Sui, Yu; Lu, Yongping; Lin, Meina; Ni, Xiang; Chen, Xinren; Li, Huan; Jiang, Miao.
Afiliação
  • Sui Y; Key Laboratory of Reproductive Health and Medical Genetics, Liaoning Province Research Institute of Family Planning, China Medical University, 10 Puhe Street, Huanggu District, Shenyang, 110031, Liao Ning Province, China.
  • Lu Y; Key Laboratory of Reproductive Health and Medical Genetics, Liaoning Province Research Institute of Family Planning, China Medical University, 10 Puhe Street, Huanggu District, Shenyang, 110031, Liao Ning Province, China.
  • Lin M; Key Laboratory of Reproductive Health and Medical Genetics, Liaoning Province Research Institute of Family Planning, China Medical University, 10 Puhe Street, Huanggu District, Shenyang, 110031, Liao Ning Province, China.
  • Ni X; Key Laboratory of Reproductive Health and Medical Genetics, Liaoning Province Research Institute of Family Planning, China Medical University, 10 Puhe Street, Huanggu District, Shenyang, 110031, Liao Ning Province, China.
  • Chen X; Key Laboratory of Reproductive Health and Medical Genetics, Liaoning Province Research Institute of Family Planning, China Medical University, 10 Puhe Street, Huanggu District, Shenyang, 110031, Liao Ning Province, China.
  • Li H; Key Laboratory of Reproductive Health and Medical Genetics, Liaoning Province Research Institute of Family Planning, China Medical University, 10 Puhe Street, Huanggu District, Shenyang, 110031, Liao Ning Province, China.
  • Jiang M; Key Laboratory of Reproductive Health and Medical Genetics, Liaoning Province Research Institute of Family Planning, China Medical University, 10 Puhe Street, Huanggu District, Shenyang, 110031, Liao Ning Province, China. jiangmiao@lnszjk.com.cn.
BMC Med Genomics ; 14(1): 151, 2021 06 08.
Article em En | MEDLINE | ID: mdl-34103024
ABSTRACT

BACKGROUND:

Milroy disease (MD) is a rare, autosomal-dominant disorder.
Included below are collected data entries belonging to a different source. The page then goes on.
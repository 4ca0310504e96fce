use history_sync_models::{
    CatalogMatch, ExcludedRecord, MediaKind, MovieEntry, ResolvedRecord, SeasonEntry, ShowSeasonGroup,
    ShowWholeEntry, SlugIds, SyncBatch, SyncBucket, SyncEntry, SyncMode,
};
use std::collections::HashMap;
use tracing::{debug, info};

pub const DEFAULT_BATCH_SIZE: usize = 80;

/// A resolved record together with its catalog match, if any.
#[derive(Debug, Clone, PartialEq)]
pub struct MatchedRecord {
    pub resolved: ResolvedRecord,
    pub catalog_match: Option<CatalogMatch>,
}

impl MatchedRecord {
    pub fn new(resolved: ResolvedRecord, catalog_match: Option<CatalogMatch>) -> Self {
        Self {
            resolved,
            catalog_match,
        }
    }

    pub fn is_matched(&self) -> bool {
        self.catalog_match.is_some()
    }
}

/// Entries per bucket plus the records that never made it into one.
#[derive(Debug, Clone, Default, PartialEq)]
pub struct SyncPlan {
    pub mode: SyncMode,
    pub movies: Vec<SyncEntry>,
    pub show_seasons: Vec<SyncEntry>,
    pub show_whole: Vec<SyncEntry>,
    pub excluded: Vec<ExcludedRecord>,
    batch_size: usize,
}

impl SyncPlan {
    pub fn entries(&self, bucket: SyncBucket) -> &[SyncEntry] {
        match bucket {
            SyncBucket::Movies => &self.movies,
            SyncBucket::ShowSeasons => &self.show_seasons,
            SyncBucket::ShowWhole => &self.show_whole,
        }
    }

    pub fn total_entries(&self) -> usize {
        self.movies.len() + self.show_seasons.len() + self.show_whole.len()
    }

    pub fn is_empty(&self) -> bool {
        self.total_entries() == 0
    }

    /// Whole-show history writes are likely ignored by the tracking service.
    pub fn has_whole_show_history(&self) -> bool {
        self.mode == SyncMode::Watched && !self.show_whole.is_empty()
    }

    /// Batches of at most `batch_size` entries, movies first, then shows with
    /// seasons, then whole shows. Order inside each bucket is preserved.
    pub fn batches(&self) -> Vec<SyncBatch> {
        let size = self.batch_size.max(1);
        SyncBucket::ALL
            .iter()
            .flat_map(|bucket| {
                self.entries(*bucket).chunks(size).map(move |chunk| SyncBatch {
                    bucket: *bucket,
                    entries: chunk.to_vec(),
                })
            })
            .collect()
    }
}

/// Groups matched records into wire-ready entries.
#[derive(Debug, Clone, Copy)]
pub struct PayloadAggregator {
    mode: SyncMode,
    batch_size: usize,
}

impl PayloadAggregator {
    pub fn new(mode: SyncMode) -> Self {
        Self {
            mode,
            batch_size: DEFAULT_BATCH_SIZE,
        }
    }

    pub fn with_batch_size(mut self, batch_size: usize) -> Self {
        self.batch_size = batch_size.max(1);
        self
    }

    pub fn aggregate(&self, records: &[MatchedRecord]) -> SyncPlan {
        let include_time = self.mode.includes_timestamps();
        let mut plan = SyncPlan {
            mode: self.mode,
            batch_size: self.batch_size,
            ..SyncPlan::default()
        };

        // slug -> index into `groups`, so groups keep first-seen order
        let mut group_index: HashMap<String, usize> = HashMap::new();
        let mut groups: Vec<(String, Vec<SeasonEntry>)> = Vec::new();

        for record in records {
            let resolved = &record.resolved;
            let Some(found) = &record.catalog_match else {
                debug!(title = %resolved.title, "Dropping record without catalog match");
                plan.excluded.push(ExcludedRecord {
                    title: resolved.title.clone(),
                    subject_id: resolved.subject_id.as_ref().map(|s| s.to_string()),
                    kind: resolved.kind,
                    page_date: resolved.page_date,
                    reason: "no catalog match".to_string(),
                });
                continue;
            };

            let watched_at = resolved.watched_at_utc().filter(|_| include_time);
            let ids = SlugIds {
                slug: found.slug.clone(),
            };

            match (resolved.kind, resolved.season) {
                (MediaKind::Movie, _) => {
                    plan.movies.push(SyncEntry::Movie(MovieEntry { ids, watched_at }));
                }
                (MediaKind::Show, Some(number)) => {
                    let idx = *group_index.entry(ids.slug.clone()).or_insert_with(|| {
                        groups.push((ids.slug.clone(), Vec::new()));
                        groups.len() - 1
                    });
                    let seasons = &mut groups[idx].1;
                    if seasons.iter().any(|s| s.number == number) {
                        debug!(slug = %ids.slug, season = number, "Keeping first timestamp for season");
                    } else {
                        seasons.push(SeasonEntry { number, watched_at });
                    }
                }
                (MediaKind::Show, None) => {
                    plan.show_whole.push(SyncEntry::ShowWhole(ShowWholeEntry { ids, watched_at }));
                }
            }
        }

        plan.show_seasons = groups
            .into_iter()
            .map(|(slug, mut seasons)| {
                seasons.sort_by_key(|s| s.number);
                SyncEntry::ShowSeasons(ShowSeasonGroup {
                    ids: SlugIds { slug },
                    seasons,
                })
            })
            .collect();

        info!(
            mode = %self.mode,
            movies = plan.movies.len(),
            show_seasons = plan.show_seasons.len(),
            show_whole = plan.show_whole.len(),
            excluded = plan.excluded.len(),
            "Aggregated sync entries"
        );
        plan
    }
}

#[cfg(test)]
mod tests {
    use super::*;
    use chrono::NaiveDate;
    use history_sync_models::{RawRecord, TimeSource, WatchTime};
    use serde_json::json;

    fn instant(s: &str) -> WatchTime {
        let at = chrono::DateTime::parse_from_rfc3339(s).unwrap().with_timezone(&chrono::Utc);
        WatchTime::new(at, TimeSource::InterestFeed)
    }

    fn record(
        title: &str,
        kind: MediaKind,
        season: Option<u32>,
        watched_at: Option<&str>,
        slug: Option<&str>,
    ) -> MatchedRecord {
        let raw = RawRecord::new(
            title,
            NaiveDate::from_ymd_opt(2020, 1, 5),
            "https://movie.douban.com/subject/1/",
        );
        let resolved = ResolvedRecord::new(&raw, kind, season, watched_at.map(instant));
        MatchedRecord::new(resolved, slug.map(|s| CatalogMatch::new(s, title, Some(2020))))
    }

    fn seasons_of(entry: &SyncEntry) -> Vec<(u32, Option<String>)> {
        match entry {
            SyncEntry::ShowSeasons(group) => group
                .seasons
                .iter()
                .map(|s| (s.number, s.watched_at.map(|w| w.to_rfc3339())))
                .collect(),
            other => panic!("not a season group: {other:?}"),
        }
    }

    #[test]
    fn test_buckets_and_exclusions() {
        let records = vec![
            record("Heat", MediaKind::Movie, None, Some("2020-01-05T13:00:00+00:00"), Some("heat-1995")),
            record("Unknown", MediaKind::Movie, None, None, None),
            record("Fargo S2", MediaKind::Show, Some(2), None, Some("fargo")),
            record("Some Show", MediaKind::Show, None, None, Some("some-show")),
        ];

        let plan = PayloadAggregator::new(SyncMode::Watched).aggregate(&records);
        assert_eq!(plan.movies.len(), 1);
        assert_eq!(plan.show_seasons.len(), 1);
        assert_eq!(plan.show_whole.len(), 1);
        assert_eq!(plan.excluded.len(), 1);
        assert_eq!(plan.excluded[0].title, "Unknown");
        assert_eq!(plan.excluded[0].subject_id.as_deref(), Some("1"));
        assert!(plan.has_whole_show_history());
    }

    #[test]
    fn test_first_seen_season_wins() {
        let records = vec![
            record("示例 第二季", MediaKind::Show, Some(2), Some("2020-01-05T13:00:00+00:00"), Some("example")),
            record("示例 第二季", MediaKind::Show, Some(2), Some("2021-03-01T10:00:00+00:00"), Some("example")),
            record("示例 第一季", MediaKind::Show, Some(1), Some("2019-06-01T10:00:00+00:00"), Some("example")),
        ];

        let plan = PayloadAggregator::new(SyncMode::Watched).aggregate(&records);
        assert_eq!(plan.show_seasons.len(), 1);
        assert_eq!(
            seasons_of(&plan.show_seasons[0]),
            vec![
                (1, Some("2019-06-01T10:00:00+00:00".to_string())),
                (2, Some("2020-01-05T13:00:00+00:00".to_string())),
            ]
        );
    }

    #[test]
    fn test_season_lists_are_stable_across_reordering() {
        let mut records = vec![
            record("S1", MediaKind::Show, Some(1), Some("2019-01-01T00:00:00+00:00"), Some("x")),
            record("S3", MediaKind::Show, Some(3), Some("2021-01-01T00:00:00+00:00"), Some("x")),
            record("S2", MediaKind::Show, Some(2), Some("2020-01-01T00:00:00+00:00"), Some("x")),
        ];
        let aggregator = PayloadAggregator::new(SyncMode::Watched);
        let first = aggregator.aggregate(&records);
        records.reverse();
        let second = aggregator.aggregate(&records);
        assert_eq!(first.show_seasons, second.show_seasons);
        assert_eq!(aggregator.aggregate(&records), second);
    }

    #[test]
    fn test_watchlist_never_has_watched_at() {
        let records = vec![
            record("Heat", MediaKind::Movie, None, Some("2020-01-05T13:00:00+00:00"), Some("heat-1995")),
            record("Fargo S2", MediaKind::Show, Some(2), Some("2020-01-05T13:00:00+00:00"), Some("fargo")),
            record("Show", MediaKind::Show, None, Some("2020-01-05T13:00:00+00:00"), Some("show")),
        ];

        let plan = PayloadAggregator::new(SyncMode::Watchlist).aggregate(&records);
        for batch in plan.batches() {
            for entry in &batch.entries {
                assert!(!entry.has_watched_at(), "{entry:?}");
                let value = serde_json::to_value(entry).unwrap();
                assert!(!value.to_string().contains("watched_at"));
            }
        }
        assert!(!plan.has_whole_show_history());
    }

    #[test]
    fn test_watched_at_only_when_known() {
        let records = vec![
            record("Known", MediaKind::Movie, None, Some("2020-01-05T13:00:00+00:00"), Some("known")),
            record("Unknown", MediaKind::Movie, None, None, Some("unknown")),
        ];
        let plan = PayloadAggregator::new(SyncMode::Watched).aggregate(&records);
        let batch = &plan.batches()[0];
        assert_eq!(
            serde_json::to_value(batch.to_payload()).unwrap(),
            json!({"movies": [
                {"ids": {"slug": "known"}, "watched_at": "2020-01-05T13:00:00+00:00"},
                {"ids": {"slug": "unknown"}}
            ]})
        );
    }

    #[test]
    fn test_batching_preserves_order() {
        for n in [0usize, 1, 79, 80, 81, 200] {
            let records: Vec<MatchedRecord> = (0..n)
                .map(|i| {
                    let slug = format!("movie-{i}");
                    record("M", MediaKind::Movie, None, None, Some(slug.as_str()))
                })
                .collect();
            let plan = PayloadAggregator::new(SyncMode::Watched).aggregate(&records);
            let batches = plan.batches();

            assert_eq!(batches.len(), n.div_ceil(80), "n = {n}");
            assert!(batches.iter().all(|b| b.len() <= 80 && !b.is_empty()));
            let flattened: Vec<&str> = batches
                .iter()
                .flat_map(|b| b.entries.iter().map(|e| e.slug()))
                .collect();
            let expected: Vec<String> = (0..n).map(|i| format!("movie-{i}")).collect();
            assert_eq!(flattened, expected.iter().map(String::as_str).collect::<Vec<_>>());
        }
    }

    #[test]
    fn test_bucket_order_and_custom_batch_size() {
        let records = vec![
            record("Whole", MediaKind::Show, None, None, Some("whole")),
            record("S", MediaKind::Show, Some(1), None, Some("seasoned")),
            record("M1", MediaKind::Movie, None, None, Some("m1")),
            record("M2", MediaKind::Movie, None, None, Some("m2")),
            record("M3", MediaKind::Movie, None, None, Some("m3")),
        ];
        let plan = PayloadAggregator::new(SyncMode::Watched)
            .with_batch_size(2)
            .aggregate(&records);
        let buckets: Vec<SyncBucket> = plan.batches().iter().map(|b| b.bucket).collect();
        assert_eq!(
            buckets,
            vec![
                SyncBucket::Movies,
                SyncBucket::Movies,
                SyncBucket::ShowSeasons,
                SyncBucket::ShowWhole
            ]
        );
    }

    #[test]
    fn test_end_to_end_season_payload_shape() {
        let records = vec![record(
            "示例 第二季",
            MediaKind::Show,
            Some(2),
            Some("2020-01-05T13:00:00+00:00"),
            Some("example"),
        )];
        let plan = PayloadAggregator::new(SyncMode::Watched).aggregate(&records);
        assert_eq!(
            serde_json::to_value(&plan.show_seasons[0]).unwrap(),
            json!({"ids": {"slug": "example"}, "seasons": [{"number": 2, "watched_at": "2020-01-05T13:00:00+00:00"}]})
        );
    }
}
Variants in the Fms-related tyrosine kinase 4 (FLT4/VEGFR3) gene cause the symptoms of this disease. In this report, we investigated the variant in a large Chinese family with MD.

METHODS:

We conducted Sanger sequencing of exons 17-26 of FLT4/VEGFR3 (NM_182925.4). We assessed its pathogenicity based on the ACMG criteria and predicted it with an in silico program.

RESULTS:

A heterozygous substitution (NM_182925.4 (FLT4/VEGFR3)c.2774 T>A, p. (Val925Glu)) was detected in all patients with MD but not in any healthy controls. The variant was evaluated as pathogenic according to the ACMG criteria and was predicted to be pathogenic using an in silico program.

CONCLUSIONS:

In this report, we described a large family with MD caused by a missense variant in FLT4/VEGFR3 (NM_182925.4 (FLT4/VEGFR3_v001)c.2774 T>A, p. (Val925Glu)). There are phenotypic heterogeneities among family members, and further research should be conducted to explore the possible reasons.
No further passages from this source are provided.